Ayrıca bu çizik o kadar küçüktü ki Jin büyüteciyle dedektif gibi arabanın her tarafını incelemese onun orda olduğunu fark etmezdi bile.

Ama gel gelelim ki Jin biricik arabasını oğlu yerine koyduğu için en ufak bir şeyde kıyameti kopartıyordu.

Bu sefer bardağı taşıran son damla olmuştu. Hayır yani kim bir arabaya çocuğu gibi davranırdı ki? Sonuçta bir metal parçasıydı.

"ŞŞşşt! Oğlum duyacak! Denir mi öyle!"

Fark etmeden son cümleyi dışından söylemiştin.
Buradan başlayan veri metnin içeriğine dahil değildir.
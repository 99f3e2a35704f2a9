//! Tracing subscriber setup: console formatter, file layer, and initialisation.
use std::fs;
use std::io::Write as _;
use std::path::Path;
use std::sync::Mutex;

use super::utils::{format_utc_datetime, format_utc_time, strip_ansi};

/// Target for stage headers.
pub const STAGE_TARGET: &str = "provision::stage";
/// Target for dry-run action lines.
pub const DRY_RUN_TARGET: &str = "provision::dry_run";

/// Extracts the `message` field from a [`tracing::Event`].
#[derive(Default)]
struct MessageExtractor {
    message: String,
}

impl tracing::field::Visit for MessageExtractor {
    fn record_debug(&mut self, field: &tracing::field::Field, value: &dyn std::fmt::Debug) {
        if field.name() == "message" {
            self.message = format!("{value:?}");
        }
    }

    fn record_str(&mut self, field: &tracing::field::Field, value: &str) {
        if field.name() == "message" {
            self.message = value.to_string();
        }
    }
}

/// A [`tracing_subscriber::Layer`] that appends all events to the persistent
/// log file with timestamps and ANSI codes stripped.
#[derive(Debug)]
pub(super) struct FileLayer {
    file: Mutex<fs::File>,
}

impl FileLayer {
    /// Truncate `path`, write a run header, and return a layer appending to it.
    ///
    /// Returns `None` if the file cannot be written.
    pub(super) fn new(path: &Path) -> Option<Self> {
        let version = option_env!("PROVISION_VERSION")
            .unwrap_or(concat!("dev-", env!("CARGO_PKG_VERSION")));
        let header = format!(
            "==========================================\n\
             provision {version} {}\n\
             ==========================================\n",
            format_utc_datetime(),
        );
        fs::write(path, header).ok()?;
        let file = fs::OpenOptions::new().append(true).open(path).ok()?;
        Some(Self {
            file: Mutex::new(file),
        })
    }
}

impl<S: tracing::Subscriber> tracing_subscriber::Layer<S> for FileLayer {
    fn on_event(
        &self,
        event: &tracing::Event<'_>,
        _ctx: tracing_subscriber::layer::Context<'_, S>,
    ) {
        let metadata = event.metadata();
        let level = *metadata.level();
        let target = metadata.target();

        let mut extractor = MessageExtractor::default();
        event.record(&mut extractor);
        let msg = strip_ansi(&extractor.message);
        let ts = format_utc_time();

        let line = match (level, target) {
            (tracing::Level::INFO, STAGE_TARGET) => format!("[{ts}] ==> {msg}"),
            (tracing::Level::INFO, DRY_RUN_TARGET) => format!("[{ts}]     [dry run] {msg}"),
            (tracing::Level::ERROR, _) => format!("[{ts}]     [error] {msg}"),
            (tracing::Level::WARN, _) => format!("[{ts}]     [warn] {msg}"),
            (tracing::Level::DEBUG | tracing::Level::TRACE, _) => {
                format!("[{ts}]     [debug] {msg}")
            }
            _ => format!("[{ts}]     {msg}"),
        };

        if let Ok(mut f) = self.file.lock() {
            writeln!(f, "{line}").ok();
        }
    }
}

/// A [`tracing_subscriber::fmt::FormatEvent`] that emits provision-style
/// console output.
struct ProvisionFormatter;

impl<S, N> tracing_subscriber::fmt::FormatEvent<S, N> for ProvisionFormatter
where
    S: tracing::Subscriber + for<'a> tracing_subscriber::registry::LookupSpan<'a>,
    N: for<'a> tracing_subscriber::fmt::FormatFields<'a> + 'static,
{
    fn format_event(
        &self,
        _ctx: &tracing_subscriber::fmt::FmtContext<'_, S, N>,
        mut writer: tracing_subscriber::fmt::format::Writer<'_>,
        event: &tracing::Event<'_>,
    ) -> std::fmt::Result {
        let metadata = event.metadata();
        let level = *metadata.level();
        let target = metadata.target();

        let mut extractor = MessageExtractor::default();
        event.record(&mut extractor);
        let msg = &extractor.message;

        match level {
            tracing::Level::ERROR => writeln!(writer, "\x1b[31mERROR\x1b[0m {msg}"),
            tracing::Level::WARN => writeln!(writer, "\x1b[33mWARN\x1b[0m  {msg}"),
            tracing::Level::INFO if target == STAGE_TARGET => {
                writeln!(writer, "\x1b[1;34m==>\x1b[0m \x1b[1m{msg}\x1b[0m")
            }
            tracing::Level::INFO if target == DRY_RUN_TARGET => {
                writeln!(writer, "  \x1b[33m[DRY RUN]\x1b[0m {msg}")
            }
            tracing::Level::INFO => writeln!(writer, "  {msg}"),
            _ => writeln!(writer, "  \x1b[2m{msg}\x1b[0m"),
        }
    }
}

/// Initialise the global [`tracing`] subscriber.
///
/// Console output goes to stdout (INFO and below) and stderr (WARN and
/// above); with `stdout_reserved` everything goes to stderr so stdout
/// carries only machine-readable output.  When `log_file` is given, every
/// event including `debug` is appended to it.
///
/// Must be called once at program startup, before any logging.
pub fn init_subscriber(verbose: bool, stdout_reserved: bool, log_file: Option<&Path>) {
    use tracing_subscriber::fmt::writer::{BoxMakeWriter, MakeWriterExt as _};
    use tracing_subscriber::{
        EnvFilter, Layer as _, filter::LevelFilter, fmt, layer::SubscriberExt as _,
        util::SubscriberInitExt as _,
    };

    let console_level = if verbose {
        LevelFilter::DEBUG
    } else {
        LevelFilter::INFO
    };
    // RUST_LOG may narrow console output further; it never widens it past
    // --verbose.
    let console_filter = EnvFilter::builder()
        .with_default_directive(console_level.into())
        .from_env_lossy();

    let make_writer = if stdout_reserved {
        BoxMakeWriter::new(std::io::stderr)
    } else {
        BoxMakeWriter::new(
            std::io::stderr
                .with_max_level(tracing::Level::WARN)
                .and(std::io::stdout.with_min_level(tracing::Level::INFO)),
        )
    };

    let console_layer = fmt::layer()
        .event_format(ProvisionFormatter)
        .with_writer(make_writer)
        .with_filter(console_filter)
        .with_filter(console_level);

    let file_layer = log_file
        .and_then(FileLayer::new)
        .map(|l| l.with_filter(LevelFilter::DEBUG));

    tracing_subscriber::registry()
        .with(console_layer)
        .with(file_layer)
        .init();
}

#[cfg(test)]
#[allow(clippy::expect_used, clippy::unwrap_used)]
mod tests {
    use super::*;
    use tracing_subscriber::{Layer as _, filter::LevelFilter, layer::SubscriberExt as _};

    #[test]
    fn file_layer_writes_header_and_tagged_lines() {
        let tmp = tempfile::tempdir().unwrap();
        let path = tmp.path().join("test.log");
        let layer = FileLayer::new(&path).unwrap();
        let subscriber = tracing_subscriber::registry().with(layer.with_filter(LevelFilter::DEBUG));

        tracing::subscriber::with_default(subscriber, || {
            tracing::info!(target: STAGE_TARGET, "Links");
            tracing::info!(target: DRY_RUN_TARGET, "would link a -> b");
            tracing::warn!("\x1b[33mcareful\x1b[0m");
            tracing::debug!("detail");
        });

        let contents = fs::read_to_string(&path).unwrap();
        assert!(contents.contains("provision "));
        assert!(contents.contains("==> Links"));
        assert!(contents.contains("[dry run] would link a -> b"));
        assert!(contents.contains("[warn] careful"));
        assert!(contents.contains("[debug] detail"));
    }

    #[test]
    fn file_layer_none_for_unwritable_path() {
        let tmp = tempfile::tempdir().unwrap();
        assert!(FileLayer::new(&tmp.path().join("missing").join("x.log")).is_none());
    }
}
Gözlerini kısarak arabanın kaputuna boylu boyunca sarılmış Jin'e baktın.

"Eğer oğlumuz olduğunda onu bu kadar sevmezsen benden çekeceğin var Jin!

Dediğin şeyle Jin kafasını yasladığı arabanın kaputundan kaldırarak sana şaşkın bakışlar atmaya başladı.

"Ne yani oğlumuz mu olacak?"

Yüzünde dehşet dolu bir ifade belirdi.

"Jin saçmalama istersen ben onu örnek olarak şeyettiydim."

Jin saçma sapan açıklamaya çalışmalarına kahkahayı basınca sen de ona katıldın.

Jin arabaya pardon biricik aslanı koçu oğluşuna sarılmayı bırakıp gülerek arabaya bindiğinde sen de mecbur arabaya bindin.

Başka insanların da olduğu çalışma alanına geldiğinizde arabada çalan müziği kapattı ve sanki çok önemli bir sır veriyormuş gibi çiddiyetle konuştu.

"Direkiyona geç."

Derin bir nefes alıp ellerini direksiyona yerleştirdiğinde Jin de arabanın arakasından dolaşıp yanına gelmişti.

Jin de oturup emniyet kemerini bağladığında milyon kez Jin'den gördüğün gibi anahtarı çevirdin ve ardından arabanın çalışmasıyla zaferle sırıtarak ona döndün.

Senin sırıtmana karşın o da sırıttı.

"Aferin benim meleğimeee. Tamam şimdi yavaşça el frenini indir."

Dediğini yapıp el frenini indirince arabanın yavaşça ileri doğru hareket ettiğini hissettin.